Data for review:
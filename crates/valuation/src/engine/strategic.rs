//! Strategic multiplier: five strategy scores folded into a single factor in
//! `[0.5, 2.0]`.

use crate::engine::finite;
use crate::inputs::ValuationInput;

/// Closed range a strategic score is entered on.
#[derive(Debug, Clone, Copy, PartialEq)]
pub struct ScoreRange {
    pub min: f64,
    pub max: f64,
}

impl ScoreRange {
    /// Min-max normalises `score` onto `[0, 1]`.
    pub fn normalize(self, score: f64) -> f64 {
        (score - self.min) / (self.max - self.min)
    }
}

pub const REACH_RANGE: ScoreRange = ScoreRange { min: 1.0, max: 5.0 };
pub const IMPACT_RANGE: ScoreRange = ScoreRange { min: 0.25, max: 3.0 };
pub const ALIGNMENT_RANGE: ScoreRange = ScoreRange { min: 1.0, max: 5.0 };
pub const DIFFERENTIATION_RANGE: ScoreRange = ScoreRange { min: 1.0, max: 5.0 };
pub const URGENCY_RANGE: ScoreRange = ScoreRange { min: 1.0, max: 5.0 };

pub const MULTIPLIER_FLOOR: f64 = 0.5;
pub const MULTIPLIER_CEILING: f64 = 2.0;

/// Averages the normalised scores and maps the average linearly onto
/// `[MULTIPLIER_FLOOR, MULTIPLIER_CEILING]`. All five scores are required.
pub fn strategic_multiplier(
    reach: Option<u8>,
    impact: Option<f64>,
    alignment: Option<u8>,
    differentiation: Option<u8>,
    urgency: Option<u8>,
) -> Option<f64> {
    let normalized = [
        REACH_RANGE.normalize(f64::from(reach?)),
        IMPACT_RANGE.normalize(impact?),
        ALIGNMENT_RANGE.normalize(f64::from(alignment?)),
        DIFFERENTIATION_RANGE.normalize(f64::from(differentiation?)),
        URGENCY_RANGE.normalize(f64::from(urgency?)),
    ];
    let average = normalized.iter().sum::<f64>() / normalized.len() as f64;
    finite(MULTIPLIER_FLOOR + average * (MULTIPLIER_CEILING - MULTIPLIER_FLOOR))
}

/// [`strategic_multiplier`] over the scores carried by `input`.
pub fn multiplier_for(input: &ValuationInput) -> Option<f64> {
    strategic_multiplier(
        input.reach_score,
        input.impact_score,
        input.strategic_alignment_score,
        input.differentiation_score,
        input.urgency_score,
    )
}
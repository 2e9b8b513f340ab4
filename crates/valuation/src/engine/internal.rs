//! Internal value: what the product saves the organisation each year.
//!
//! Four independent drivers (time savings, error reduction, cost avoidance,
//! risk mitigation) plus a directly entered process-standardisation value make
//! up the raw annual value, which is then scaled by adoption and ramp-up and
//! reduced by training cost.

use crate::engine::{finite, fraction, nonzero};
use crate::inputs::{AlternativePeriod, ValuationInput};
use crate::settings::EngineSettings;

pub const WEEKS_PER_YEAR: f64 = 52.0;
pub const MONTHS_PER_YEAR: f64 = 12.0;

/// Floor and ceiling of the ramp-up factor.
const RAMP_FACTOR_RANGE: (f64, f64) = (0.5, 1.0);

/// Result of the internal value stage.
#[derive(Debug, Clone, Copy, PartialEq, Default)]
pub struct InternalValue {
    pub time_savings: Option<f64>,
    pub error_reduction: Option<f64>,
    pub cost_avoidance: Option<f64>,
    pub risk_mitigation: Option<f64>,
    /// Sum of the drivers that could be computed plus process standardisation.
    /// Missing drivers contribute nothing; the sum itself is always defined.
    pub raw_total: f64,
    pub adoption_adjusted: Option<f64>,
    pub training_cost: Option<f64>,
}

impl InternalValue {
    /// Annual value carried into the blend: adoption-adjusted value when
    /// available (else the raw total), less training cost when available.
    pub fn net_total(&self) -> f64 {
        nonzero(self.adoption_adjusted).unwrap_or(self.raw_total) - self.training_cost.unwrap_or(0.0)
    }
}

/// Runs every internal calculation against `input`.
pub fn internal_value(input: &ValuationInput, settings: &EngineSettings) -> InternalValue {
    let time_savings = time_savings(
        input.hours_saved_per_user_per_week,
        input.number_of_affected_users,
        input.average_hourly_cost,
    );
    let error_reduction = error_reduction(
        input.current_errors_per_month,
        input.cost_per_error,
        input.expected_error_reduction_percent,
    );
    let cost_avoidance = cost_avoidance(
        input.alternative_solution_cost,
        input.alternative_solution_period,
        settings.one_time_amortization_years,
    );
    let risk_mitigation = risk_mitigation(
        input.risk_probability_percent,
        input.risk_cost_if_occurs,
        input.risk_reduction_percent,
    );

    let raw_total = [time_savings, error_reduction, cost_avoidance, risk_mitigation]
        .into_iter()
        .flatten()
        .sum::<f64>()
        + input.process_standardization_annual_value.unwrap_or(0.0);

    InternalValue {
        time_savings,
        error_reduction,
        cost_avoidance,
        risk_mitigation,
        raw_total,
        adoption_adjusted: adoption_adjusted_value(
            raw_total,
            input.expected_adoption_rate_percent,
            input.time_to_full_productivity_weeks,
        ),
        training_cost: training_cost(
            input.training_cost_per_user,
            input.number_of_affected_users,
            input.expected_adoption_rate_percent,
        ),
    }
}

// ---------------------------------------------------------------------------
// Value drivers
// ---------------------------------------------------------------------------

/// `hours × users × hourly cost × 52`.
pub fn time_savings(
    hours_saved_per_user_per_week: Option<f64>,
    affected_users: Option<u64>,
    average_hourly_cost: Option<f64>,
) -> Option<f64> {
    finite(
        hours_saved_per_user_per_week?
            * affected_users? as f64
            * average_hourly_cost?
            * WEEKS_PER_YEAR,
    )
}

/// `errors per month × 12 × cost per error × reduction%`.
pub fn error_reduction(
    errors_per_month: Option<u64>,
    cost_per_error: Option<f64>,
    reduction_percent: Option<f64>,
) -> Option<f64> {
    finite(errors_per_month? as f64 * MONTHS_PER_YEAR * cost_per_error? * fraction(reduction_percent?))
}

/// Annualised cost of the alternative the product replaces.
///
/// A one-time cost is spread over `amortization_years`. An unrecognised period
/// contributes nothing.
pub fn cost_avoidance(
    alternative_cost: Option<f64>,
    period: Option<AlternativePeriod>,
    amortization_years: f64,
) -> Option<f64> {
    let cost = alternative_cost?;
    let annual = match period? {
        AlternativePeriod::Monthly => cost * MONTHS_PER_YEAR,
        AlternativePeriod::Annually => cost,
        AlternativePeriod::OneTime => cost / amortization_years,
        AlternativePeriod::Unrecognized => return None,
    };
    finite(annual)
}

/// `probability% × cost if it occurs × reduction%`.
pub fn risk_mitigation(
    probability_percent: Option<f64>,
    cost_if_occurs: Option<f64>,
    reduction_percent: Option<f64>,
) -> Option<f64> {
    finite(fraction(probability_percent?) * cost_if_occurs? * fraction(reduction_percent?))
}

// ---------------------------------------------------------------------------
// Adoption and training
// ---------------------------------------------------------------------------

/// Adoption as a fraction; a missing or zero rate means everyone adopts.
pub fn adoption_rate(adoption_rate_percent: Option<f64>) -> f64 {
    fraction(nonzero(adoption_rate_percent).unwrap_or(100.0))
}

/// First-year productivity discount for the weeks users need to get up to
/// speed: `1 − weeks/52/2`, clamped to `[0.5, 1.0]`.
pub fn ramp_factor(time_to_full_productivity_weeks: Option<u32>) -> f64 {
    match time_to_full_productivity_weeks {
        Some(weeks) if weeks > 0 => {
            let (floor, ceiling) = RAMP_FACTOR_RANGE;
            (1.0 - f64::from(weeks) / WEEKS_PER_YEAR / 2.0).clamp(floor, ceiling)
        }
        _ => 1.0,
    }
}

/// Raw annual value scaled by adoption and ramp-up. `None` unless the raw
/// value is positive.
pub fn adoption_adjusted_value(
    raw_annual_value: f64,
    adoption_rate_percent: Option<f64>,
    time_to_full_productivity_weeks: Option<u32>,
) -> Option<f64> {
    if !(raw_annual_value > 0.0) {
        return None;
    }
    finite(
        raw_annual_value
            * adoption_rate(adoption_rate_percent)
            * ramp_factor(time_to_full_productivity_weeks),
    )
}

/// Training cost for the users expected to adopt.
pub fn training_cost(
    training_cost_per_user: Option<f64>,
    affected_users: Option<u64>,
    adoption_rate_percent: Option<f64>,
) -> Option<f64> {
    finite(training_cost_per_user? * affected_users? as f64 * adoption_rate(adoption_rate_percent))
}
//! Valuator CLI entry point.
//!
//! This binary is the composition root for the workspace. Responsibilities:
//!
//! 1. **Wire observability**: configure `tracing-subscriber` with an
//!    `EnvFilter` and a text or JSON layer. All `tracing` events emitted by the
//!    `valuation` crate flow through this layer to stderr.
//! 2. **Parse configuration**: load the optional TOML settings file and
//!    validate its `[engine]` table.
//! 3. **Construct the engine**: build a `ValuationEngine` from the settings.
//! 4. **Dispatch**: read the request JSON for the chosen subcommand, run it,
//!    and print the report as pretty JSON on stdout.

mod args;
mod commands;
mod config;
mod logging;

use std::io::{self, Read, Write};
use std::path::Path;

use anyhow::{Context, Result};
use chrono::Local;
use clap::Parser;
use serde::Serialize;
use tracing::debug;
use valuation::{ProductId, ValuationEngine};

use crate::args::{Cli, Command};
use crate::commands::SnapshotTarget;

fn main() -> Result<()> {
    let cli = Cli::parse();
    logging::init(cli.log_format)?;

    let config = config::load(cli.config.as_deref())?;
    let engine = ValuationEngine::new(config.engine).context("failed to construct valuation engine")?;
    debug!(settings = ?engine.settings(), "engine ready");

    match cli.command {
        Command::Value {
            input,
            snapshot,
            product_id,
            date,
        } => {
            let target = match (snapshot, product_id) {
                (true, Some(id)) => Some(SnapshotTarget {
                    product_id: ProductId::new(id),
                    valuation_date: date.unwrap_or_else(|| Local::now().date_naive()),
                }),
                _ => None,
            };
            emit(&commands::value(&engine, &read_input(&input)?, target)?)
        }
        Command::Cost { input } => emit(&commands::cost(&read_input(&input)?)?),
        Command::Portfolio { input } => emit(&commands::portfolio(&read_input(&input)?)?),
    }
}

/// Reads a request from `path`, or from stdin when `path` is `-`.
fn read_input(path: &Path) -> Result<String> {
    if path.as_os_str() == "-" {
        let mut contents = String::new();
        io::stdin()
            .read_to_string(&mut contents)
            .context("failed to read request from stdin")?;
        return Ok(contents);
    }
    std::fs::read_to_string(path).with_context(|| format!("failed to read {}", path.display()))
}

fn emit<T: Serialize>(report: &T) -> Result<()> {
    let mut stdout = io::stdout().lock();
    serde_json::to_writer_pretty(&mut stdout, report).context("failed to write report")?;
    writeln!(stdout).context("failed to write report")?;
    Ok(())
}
--
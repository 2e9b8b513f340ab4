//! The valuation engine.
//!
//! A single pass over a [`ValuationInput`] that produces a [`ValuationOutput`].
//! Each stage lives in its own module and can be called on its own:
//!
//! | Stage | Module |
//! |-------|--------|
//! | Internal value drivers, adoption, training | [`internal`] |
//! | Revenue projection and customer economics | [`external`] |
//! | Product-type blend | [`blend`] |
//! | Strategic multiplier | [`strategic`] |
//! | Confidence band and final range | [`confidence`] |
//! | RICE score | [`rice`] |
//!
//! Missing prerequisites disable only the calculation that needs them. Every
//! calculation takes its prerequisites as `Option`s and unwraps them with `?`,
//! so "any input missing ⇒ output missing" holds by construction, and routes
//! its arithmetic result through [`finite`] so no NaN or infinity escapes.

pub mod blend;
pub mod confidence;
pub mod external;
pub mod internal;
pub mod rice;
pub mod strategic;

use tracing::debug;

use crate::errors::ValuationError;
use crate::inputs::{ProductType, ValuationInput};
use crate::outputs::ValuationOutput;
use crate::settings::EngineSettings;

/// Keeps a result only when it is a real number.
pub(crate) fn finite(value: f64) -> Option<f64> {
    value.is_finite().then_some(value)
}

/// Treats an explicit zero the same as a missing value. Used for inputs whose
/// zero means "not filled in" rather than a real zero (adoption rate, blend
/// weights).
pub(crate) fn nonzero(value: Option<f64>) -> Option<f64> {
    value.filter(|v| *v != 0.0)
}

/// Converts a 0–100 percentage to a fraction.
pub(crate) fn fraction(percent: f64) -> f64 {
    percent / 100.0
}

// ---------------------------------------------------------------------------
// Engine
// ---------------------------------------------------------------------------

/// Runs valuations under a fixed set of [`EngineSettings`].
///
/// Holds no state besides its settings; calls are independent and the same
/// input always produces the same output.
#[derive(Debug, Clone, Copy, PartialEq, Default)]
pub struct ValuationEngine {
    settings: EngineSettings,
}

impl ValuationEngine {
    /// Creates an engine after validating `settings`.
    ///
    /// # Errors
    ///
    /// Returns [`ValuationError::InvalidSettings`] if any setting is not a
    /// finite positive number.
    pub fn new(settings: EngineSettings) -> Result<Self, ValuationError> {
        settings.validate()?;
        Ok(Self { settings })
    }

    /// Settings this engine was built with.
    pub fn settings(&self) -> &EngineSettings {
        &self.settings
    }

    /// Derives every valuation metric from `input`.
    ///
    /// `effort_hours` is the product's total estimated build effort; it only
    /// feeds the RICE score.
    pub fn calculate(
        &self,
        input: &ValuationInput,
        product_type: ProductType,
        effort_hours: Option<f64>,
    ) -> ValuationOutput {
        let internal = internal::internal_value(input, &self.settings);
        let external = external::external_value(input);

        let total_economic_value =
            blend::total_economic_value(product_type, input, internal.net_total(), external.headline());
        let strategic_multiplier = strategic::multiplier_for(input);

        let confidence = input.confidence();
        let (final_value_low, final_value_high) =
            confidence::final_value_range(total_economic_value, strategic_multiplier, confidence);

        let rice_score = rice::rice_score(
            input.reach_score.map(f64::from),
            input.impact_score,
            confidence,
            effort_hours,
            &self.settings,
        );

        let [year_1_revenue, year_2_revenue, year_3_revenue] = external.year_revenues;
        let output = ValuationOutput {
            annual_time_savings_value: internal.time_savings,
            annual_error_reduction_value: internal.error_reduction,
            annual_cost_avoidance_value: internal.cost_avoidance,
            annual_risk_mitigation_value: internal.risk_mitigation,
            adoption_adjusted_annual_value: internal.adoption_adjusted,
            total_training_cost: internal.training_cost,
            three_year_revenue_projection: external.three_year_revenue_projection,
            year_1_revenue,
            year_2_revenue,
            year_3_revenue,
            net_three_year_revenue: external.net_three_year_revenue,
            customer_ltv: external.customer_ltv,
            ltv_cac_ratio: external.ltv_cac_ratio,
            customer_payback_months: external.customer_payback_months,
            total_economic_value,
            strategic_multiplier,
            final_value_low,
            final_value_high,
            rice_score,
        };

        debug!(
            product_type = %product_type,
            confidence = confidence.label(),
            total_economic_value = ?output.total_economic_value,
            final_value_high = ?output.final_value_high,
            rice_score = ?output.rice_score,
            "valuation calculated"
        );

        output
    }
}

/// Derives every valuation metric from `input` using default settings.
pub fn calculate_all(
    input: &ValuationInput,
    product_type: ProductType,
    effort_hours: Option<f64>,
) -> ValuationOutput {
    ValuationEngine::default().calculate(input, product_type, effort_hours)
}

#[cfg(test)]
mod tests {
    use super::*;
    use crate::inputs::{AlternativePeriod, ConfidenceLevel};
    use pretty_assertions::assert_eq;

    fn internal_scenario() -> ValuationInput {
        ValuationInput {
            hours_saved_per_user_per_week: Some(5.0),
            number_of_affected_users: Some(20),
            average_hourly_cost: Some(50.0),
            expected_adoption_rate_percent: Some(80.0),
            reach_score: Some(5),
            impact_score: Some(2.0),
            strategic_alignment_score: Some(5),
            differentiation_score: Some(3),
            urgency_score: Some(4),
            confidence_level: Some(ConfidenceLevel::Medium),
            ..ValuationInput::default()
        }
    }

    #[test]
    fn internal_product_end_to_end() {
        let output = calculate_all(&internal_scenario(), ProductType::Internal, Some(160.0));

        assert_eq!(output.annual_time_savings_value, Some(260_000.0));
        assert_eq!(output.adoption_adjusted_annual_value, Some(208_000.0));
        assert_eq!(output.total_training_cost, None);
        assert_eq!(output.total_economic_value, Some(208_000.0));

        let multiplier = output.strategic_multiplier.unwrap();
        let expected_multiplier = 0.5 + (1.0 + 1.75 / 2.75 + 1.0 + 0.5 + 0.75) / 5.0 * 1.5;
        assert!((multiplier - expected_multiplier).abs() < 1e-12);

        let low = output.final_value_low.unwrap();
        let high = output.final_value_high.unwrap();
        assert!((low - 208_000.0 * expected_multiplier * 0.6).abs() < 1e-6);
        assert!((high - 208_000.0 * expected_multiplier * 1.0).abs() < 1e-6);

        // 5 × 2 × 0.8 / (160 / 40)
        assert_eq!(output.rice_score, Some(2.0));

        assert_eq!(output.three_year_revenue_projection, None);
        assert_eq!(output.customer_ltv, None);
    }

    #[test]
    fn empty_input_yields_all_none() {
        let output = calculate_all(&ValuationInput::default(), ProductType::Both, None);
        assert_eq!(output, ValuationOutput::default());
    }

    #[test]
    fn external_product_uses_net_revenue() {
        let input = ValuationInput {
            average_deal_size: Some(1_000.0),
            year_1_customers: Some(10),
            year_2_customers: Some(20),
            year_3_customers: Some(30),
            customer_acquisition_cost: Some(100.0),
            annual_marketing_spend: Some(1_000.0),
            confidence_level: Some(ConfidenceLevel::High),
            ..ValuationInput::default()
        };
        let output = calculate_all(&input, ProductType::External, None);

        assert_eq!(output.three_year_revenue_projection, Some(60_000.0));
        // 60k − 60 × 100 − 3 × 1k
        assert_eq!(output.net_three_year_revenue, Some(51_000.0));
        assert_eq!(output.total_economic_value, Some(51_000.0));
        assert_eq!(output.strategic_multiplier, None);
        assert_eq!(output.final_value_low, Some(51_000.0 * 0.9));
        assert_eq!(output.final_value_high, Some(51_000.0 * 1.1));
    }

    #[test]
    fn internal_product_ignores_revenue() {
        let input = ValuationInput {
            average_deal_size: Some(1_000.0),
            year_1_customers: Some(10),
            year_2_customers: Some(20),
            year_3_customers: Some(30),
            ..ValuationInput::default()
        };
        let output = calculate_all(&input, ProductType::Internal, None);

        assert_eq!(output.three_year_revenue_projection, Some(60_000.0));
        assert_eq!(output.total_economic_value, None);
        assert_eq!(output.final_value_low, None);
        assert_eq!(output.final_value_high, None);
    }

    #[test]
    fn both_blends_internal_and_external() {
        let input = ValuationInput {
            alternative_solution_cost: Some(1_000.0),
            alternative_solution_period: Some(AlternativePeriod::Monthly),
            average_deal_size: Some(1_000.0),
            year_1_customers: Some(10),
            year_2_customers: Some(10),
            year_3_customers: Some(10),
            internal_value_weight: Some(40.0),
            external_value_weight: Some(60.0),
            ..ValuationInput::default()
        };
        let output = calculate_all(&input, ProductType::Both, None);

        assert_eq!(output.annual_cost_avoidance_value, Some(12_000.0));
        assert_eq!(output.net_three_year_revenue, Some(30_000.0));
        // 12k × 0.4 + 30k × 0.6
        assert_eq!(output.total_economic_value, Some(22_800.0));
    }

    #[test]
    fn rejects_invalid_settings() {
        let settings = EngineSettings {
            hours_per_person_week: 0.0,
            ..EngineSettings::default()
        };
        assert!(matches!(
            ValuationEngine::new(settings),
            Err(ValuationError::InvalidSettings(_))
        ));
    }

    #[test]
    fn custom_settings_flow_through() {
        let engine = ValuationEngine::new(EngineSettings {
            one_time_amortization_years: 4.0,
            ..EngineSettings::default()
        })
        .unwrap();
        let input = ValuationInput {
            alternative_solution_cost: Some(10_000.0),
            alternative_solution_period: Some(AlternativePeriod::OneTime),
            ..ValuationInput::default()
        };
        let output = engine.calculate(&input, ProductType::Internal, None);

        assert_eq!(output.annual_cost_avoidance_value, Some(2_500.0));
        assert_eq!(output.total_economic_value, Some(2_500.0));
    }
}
---
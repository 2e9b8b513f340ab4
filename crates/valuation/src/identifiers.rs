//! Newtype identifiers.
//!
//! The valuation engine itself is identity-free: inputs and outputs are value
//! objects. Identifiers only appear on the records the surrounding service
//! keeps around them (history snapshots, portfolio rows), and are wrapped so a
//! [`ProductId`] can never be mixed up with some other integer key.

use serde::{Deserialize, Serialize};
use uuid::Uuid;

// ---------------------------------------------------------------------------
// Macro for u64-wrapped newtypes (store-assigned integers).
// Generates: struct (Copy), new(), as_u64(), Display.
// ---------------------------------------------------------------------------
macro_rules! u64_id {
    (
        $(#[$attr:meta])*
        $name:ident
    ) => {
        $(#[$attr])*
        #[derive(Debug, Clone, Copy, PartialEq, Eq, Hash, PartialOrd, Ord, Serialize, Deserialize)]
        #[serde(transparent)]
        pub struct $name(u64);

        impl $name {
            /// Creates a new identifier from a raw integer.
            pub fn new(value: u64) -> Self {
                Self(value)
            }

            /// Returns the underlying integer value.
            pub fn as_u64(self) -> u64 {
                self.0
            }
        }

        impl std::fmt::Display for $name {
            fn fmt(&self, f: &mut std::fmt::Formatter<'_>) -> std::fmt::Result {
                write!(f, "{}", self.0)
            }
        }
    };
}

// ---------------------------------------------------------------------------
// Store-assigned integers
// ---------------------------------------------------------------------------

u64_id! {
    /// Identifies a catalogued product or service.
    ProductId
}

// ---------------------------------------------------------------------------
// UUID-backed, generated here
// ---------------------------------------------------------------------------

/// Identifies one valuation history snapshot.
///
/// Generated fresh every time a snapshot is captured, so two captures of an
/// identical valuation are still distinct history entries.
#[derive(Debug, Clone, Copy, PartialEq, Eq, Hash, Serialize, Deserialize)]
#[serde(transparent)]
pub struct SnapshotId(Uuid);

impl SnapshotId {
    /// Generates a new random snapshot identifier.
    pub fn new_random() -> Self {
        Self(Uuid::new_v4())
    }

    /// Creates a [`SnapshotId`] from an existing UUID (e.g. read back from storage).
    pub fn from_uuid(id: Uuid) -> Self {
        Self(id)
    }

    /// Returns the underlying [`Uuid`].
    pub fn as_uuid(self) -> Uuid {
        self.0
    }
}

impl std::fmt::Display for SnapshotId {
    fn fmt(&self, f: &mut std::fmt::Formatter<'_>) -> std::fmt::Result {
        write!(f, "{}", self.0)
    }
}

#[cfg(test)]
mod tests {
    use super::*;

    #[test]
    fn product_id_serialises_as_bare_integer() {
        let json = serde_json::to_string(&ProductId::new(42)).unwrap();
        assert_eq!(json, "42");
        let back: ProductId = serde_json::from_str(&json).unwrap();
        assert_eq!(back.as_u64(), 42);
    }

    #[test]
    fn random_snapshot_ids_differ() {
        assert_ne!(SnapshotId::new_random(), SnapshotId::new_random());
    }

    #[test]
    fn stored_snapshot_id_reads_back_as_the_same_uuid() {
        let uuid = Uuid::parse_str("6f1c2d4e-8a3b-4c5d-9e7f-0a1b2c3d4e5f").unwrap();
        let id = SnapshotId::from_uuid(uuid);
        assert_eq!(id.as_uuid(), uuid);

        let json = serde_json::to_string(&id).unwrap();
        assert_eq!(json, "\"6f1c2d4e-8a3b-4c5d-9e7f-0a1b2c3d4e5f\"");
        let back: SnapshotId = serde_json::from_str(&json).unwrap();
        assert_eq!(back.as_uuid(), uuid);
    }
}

Exercise description: Over the whole of the material above, count the lines that contain the word "Creates"; give only the number.

Solved problem: 3